▶ [REQUIRED WORK]: Exactly how many lines in the data below contain the string "lifecycle"? Give that number and nothing else.

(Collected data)
+ + + +
/// Error code registry for creditdesk
///
/// Error codes are organized by category:
/// - 1000-1999: Configuration errors
/// - 2000-2999: Session and authentication errors
/// - 3000-3999: Storage errors
/// - 4000-4999: Transport errors
/// - 7000-7999: Submission (validation) errors
/// - 8000-8999: Operation lifecycle errors (busy, cancelled)
pub struct ErrorCode;

impl ErrorCode {
    // Configuration errors (1000-1999)
    pub const CONFIG_GENERIC: u16 = 1000;
    pub const CONFIG_NOT_FOUND: u16 = 1001;
    pub const CONFIG_PARSE_ERROR: u16 = 1002;
    pub const CONFIG_INVALID_VALUE: u16 = 1003;
    pub const CONFIG_OUT_OF_SCOPE: u16 = 1004;

    // Session errors (2000-2999)
    pub const SESSION_GENERIC: u16 = 2000;
    pub const SESSION_INVALID_CREDENTIALS: u16 = 2001;

    // Storage errors (3000-3999)
    pub const STORAGE_GENERIC: u16 = 3000;
    pub const STORAGE_IO_ERROR: u16 = 3001;
    pub const STORAGE_INVALID_KEY: u16 = 3002;
    pub const STORAGE_SERIALIZATION_ERROR: u16 = 3003;
    pub const STORAGE_BACKEND_ERROR: u16 = 3004;

    // Transport errors (4000-4999)
    pub const TRANSPORT_GENERIC: u16 = 4000;

    // Submission errors (7000-7999)
    pub const SUBMISSION_GENERIC: u16 = 7000;
    pub const SUBMISSION_REQUIRED_FIELD: u16 = 7001;
    pub const SUBMISSION_INVALID_TYPE: u16 = 7002;
    pub const SUBMISSION_OUT_OF_RANGE: u16 = 7003;
    pub const SUBMISSION_PATTERN_MISMATCH: u16 = 7004;
    pub const SUBMISSION_RESERVED_FIELD: u16 = 7005;
    pub const SUBMISSION_DUPLICATE_ACCOUNT: u16 = 7006;

    // Operation lifecycle errors (8000-8999)
    pub const OPERATION_IN_FLIGHT: u16 = 8001;
    pub const OPERATION_CANCELLED: u16 = 8002;
}

/// Get a human-readable description for an error code
pub fn describe_error_code(code: u16) -> &'static str {
    match code {
        1000 => "Generic configuration error",
        1001 => "Configuration file not found",
        1002 => "Failed to parse configuration",
        1003 => "Invalid value in configuration",
        1004 => "Store accessed outside the scope that provides it",

        2000 => "Generic session error",
        2001 => "Invalid email or password",

        3000 => "Generic storage error",
        3001 => "Storage I/O failure",
        3002 => "Invalid storage key",
        3003 => "Failed to serialize or deserialize stored data",
        3004 => "Storage backend failure",

        4000 => "Generic transport error",

        7000 => "Submission rejected",
        7001 => "A required field is missing",
        7002 => "A field has the wrong type",
        7003 => "A numeric field is out of range",
        7004 => "A field does not match the expected format",
        7005 => "A field name is reserved",
        7006 => "An account with this email already exists",

        8001 => "Another operation is already in flight",
        8002 => "The operation was cancelled",

        _ => "Unknown error code",
    }
}

#[cfg(test)]
mod tests {
    use super::*;

    #[test]
    fn test_known_codes_have_descriptions() {
        for code in [
            ErrorCode::CONFIG_OUT_OF_SCOPE,
            ErrorCode::SESSION_INVALID_CREDENTIALS,
            ErrorCode::STORAGE_SERIALIZATION_ERROR,
            ErrorCode::TRANSPORT_GENERIC,
            ErrorCode::SUBMISSION_DUPLICATE_ACCOUNT,
            ErrorCode::OPERATION_CANCELLED,
        ] {
            assert_ne!(describe_error_code(code), "Unknown error code");
        }
    }

    #[test]
    fn test_unknown_code() {
        assert_eq!(describe_error_code(42), "Unknown error code");
        assert_eq!(describe_error_code(2002), "Unknown error code");
        assert_eq!(describe_error_code(4002), "Unknown error code");
    }
}
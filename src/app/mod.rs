//! Application module
//!
//! This module contains application-level functionality including:
//! - Configuration handling
//! - Logging setup
//! - Runtime initialization

pub mod config;
pub mod error_handling;
pub mod logging;
pub mod runtime;

pub use config::AppConfig;
pub use error_handling::handle_fatal_error;
pub use logging::init_logging;
pub use runtime::{initialize_app, DeskRuntime};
+ + + +
▶ [EXERCISE RESULT]: 2